Edward Snowden
Protesters supporting Edward Snowden, a former contractor at the National Security Agency .

A Verizon chief has slammed US technology giants Google, Microsoft, and Yahoo for 'grandstanding' in their quest for more power to disclose their dealings with the US National Security Agency.

Several tech firms are planning to sue the NSA, in a bid to reveal more about the information they provide the intelligence body. The move comes after former NSA contractor Edward Snowden told the world about the agency's controversial surveillance programmes.

Microsoft and Google have already filed a motion at the Foreign Intelligence Surveillance Court (FISC) to allow them to disclose their policies and some aggregate data relating to their compliance with court-ordered disclosures of customer data.

However Verizon president John Stratton, addressing a media briefing in Tokyo, said these firms are "playing up to their customers' indignation at the information contained in the continuing Snowden leak saga."

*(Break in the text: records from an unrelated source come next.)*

//! CP1251 encoding utilities for Cyrillic label printers
//!
//! The label printers this crate targets expect Windows-1251 for Cyrillic
//! text (`CODEPAGE 1251`). This module provides utilities for:
//! - Calculating CP1251 string widths
//! - Truncating/padding strings to CP1251 widths
//! - Converting UTF-8 to CP1251 while preserving TSPL command bytes

/// Get the CP1251 byte width of a string
///
/// Cyrillic and ASCII characters are both 1 byte in CP1251; characters
/// outside the code page are replaced and still count as their encoded
/// width.
pub fn cp1251_width(s: &str) -> usize {
    let (cow, _, _) = encoding_rs::WINDOWS_1251.encode(s);
    cow.len()
}

/// Truncate a string to fit within a CP1251 byte width
pub fn truncate_cp1251(s: &str, max_width: usize) -> String {
    let mut width = 0;
    let mut result = String::new();
    for c in s.chars() {
        let s_char = c.to_string();
        let (cow, _, _) = encoding_rs::WINDOWS_1251.encode(&s_char);
        let char_len = cow.len();

        if width + char_len > max_width {
            break;
        }
        result.push(c);
        width += char_len;
    }
    result
}

/// Pad a string to a specific CP1251 byte width
///
/// If the string is longer than the width, it will be truncated.
pub fn pad_cp1251(s: &str, width: usize, align_right: bool) -> String {
    let current_width = cp1251_width(s);
    if current_width >= width {
        return truncate_cp1251(s, width);
    }
    let spaces = width - current_width;
    if align_right {
        format!("{}{}", " ".repeat(spaces), s)
    } else {
        format!("{}{}", s, " ".repeat(spaces))
    }
}

/// Convert UTF-8 TSPL content to CP1251
///
/// ASCII bytes (0x00-0x7F) are passed through exactly as is, which keeps
/// TSPL keywords, quotes and line terminators intact. Only bytes >= 0x80
/// are treated as UTF-8 sequences and converted to CP1251.
pub fn encode_cp1251(bytes: &[u8]) -> Vec<u8> {
    let mut result = Vec::with_capacity(bytes.len());
    let mut buffer = Vec::new();

    for &b in bytes {
        if b < 128 {
            // ASCII byte (command or ASCII text)
            flush_buffer(&mut buffer, &mut result);
            result.push(b);
        } else {
            // Non-ASCII byte (part of a UTF-8 sequence)
            buffer.push(b);
        }
    }

    flush_buffer(&mut buffer, &mut result);
    result
}

/// Flush the non-ASCII buffer, converting UTF-8 to CP1251
fn flush_buffer(buffer: &mut Vec<u8>, result: &mut Vec<u8>) {
    if buffer.is_empty() {
        return;
    }

    let s = String::from_utf8_lossy(buffer);
    let (encoded, _, _) = encoding_rs::WINDOWS_1251.encode(&s);
    result.extend_from_slice(&encoded);
    buffer.clear();
}
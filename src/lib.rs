// ╔══════════════════════════════════════════════════════════════════════════════╗
// ║                                 LEVELOG                                      ║
// ║                    Leveled Terminal & Daily File Logging                     ║
// ╚══════════════════════════════════════════════════════════════════════════════╝
//
// 🎯 PROJECT GOAL
// ---------------
// A small leveled logger for command line tools. Each line is timestamped,
// tagged and colored on the terminal:
//
//   2024-03-09 12:00:00 [INF]   Server started on port 8080
//   2024-03-09 12:00:01 [WRN]   Cache directory missing, recreating
//
// 📦 HOW IT WORKS
// ---------------
// Messages have a severity ordinal (debug=4, info=3, warn=2, error=1, and 0 for
// fatal/success/system). The logger keeps a threshold and drops anything more
// verbose than it; "none" (-1) drops everything. Output goes to stdout until
// `redirect_to_file` switches it to an append-mode file, by default
// logs/<YYYY-MM-DD>.log, where tags are written without colors.
//
// ☠️ FATAL
// --------
// `fatal` is control flow, not just a line: it writes (if the threshold
// allows), flushes and closes any log file, then exits with status 1. The exit
// is never suppressed. Tests swap the exit for a hook with `with_exit`.
//
// 📜 LICENSE: MIT
//
// ══════════════════════════════════════════════════════════════════════════════

pub mod clock;
pub mod config;
pub mod constants;
pub mod error;
pub mod io;
pub mod level;
pub mod logger;
pub mod term;

pub use clock::{Clock, FixedClock, SystemClock};
pub use config::LogConfig;
pub use error::{LevelError, RedirectError};
pub use io::FileLayout;
pub use level::{Kind, Level};
pub use logger::Logger;

#[macro_export]
macro_rules! debug {
	($logger:expr, $($arg:tt)+) => {
		$logger.debug(format_args!($($arg)+))
	};
}

#[macro_export]
macro_rules! info {
	($logger:expr, $($arg:tt)+) => {
		$logger.info(format_args!($($arg)+))
	};
}

#[macro_export]
macro_rules! warn {
	($logger:expr, $($arg:tt)+) => {
		$logger.warn(format_args!($($arg)+))
	};
}

#[macro_export]
macro_rules! error {
	($logger:expr, $($arg:tt)+) => {
		$logger.error(format_args!($($arg)+))
	};
}

/// Logs (if allowed) and terminates the process with status 1.
#[macro_export]
macro_rules! fatal {
	($logger:expr, $($arg:tt)+) => {
		$logger.fatal(format_args!($($arg)+))
	};
}

#[macro_export]
macro_rules! success {
	($logger:expr, $($arg:tt)+) => {
		$logger.success(format_args!($($arg)+))
	};
}

#[macro_export]
macro_rules! system {
	($logger:expr, $($arg:tt)+) => {
		$logger.system(format_args!($($arg)+))
	};
}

"I appreciate that the consumer-centric IT firms that you referenced [Yahoo, Google, Microsoft] that it's important to grandstand a bit, and wave their arms and protest loudly so as not to offend the sensibility of their customers," Stratton said, according to ZDNet.

He added that the companies' actions fail to address the wider issue of "keeping security and liberty in balance", adding: "This is a more important issue than that which is generated in a press release. This is a matter of national security."

Verizon in Hot Water

Some of the documents leaked by Snowden revealed that telecoms services provider Verizon handed over metadata for all calls on its network on an "ongoing, daily basis". The revelations have damaged the company's reputation.

Confirming the company's stance on the issue, Stratton said that Verizon follows the law set by governments and it takes its obligations very seriously.

"Verizon, like every communications company on the planet, operates in many jurisdictions, and our obligation in operating in those jurisdictions is to comply with the law in those places where we do business. So whether that be in the United States, in the United Kingdom, in Japan, whoever it is that we have a licence with to operate our business, we have these obligations," he said.

He added that the information handed over to the NSA went through a "very rigorous process that had oversight by all three branches of the United States government". Referring to the scope of the data provided, Stratton said that Verizon did not provide any of the content of customers' communication.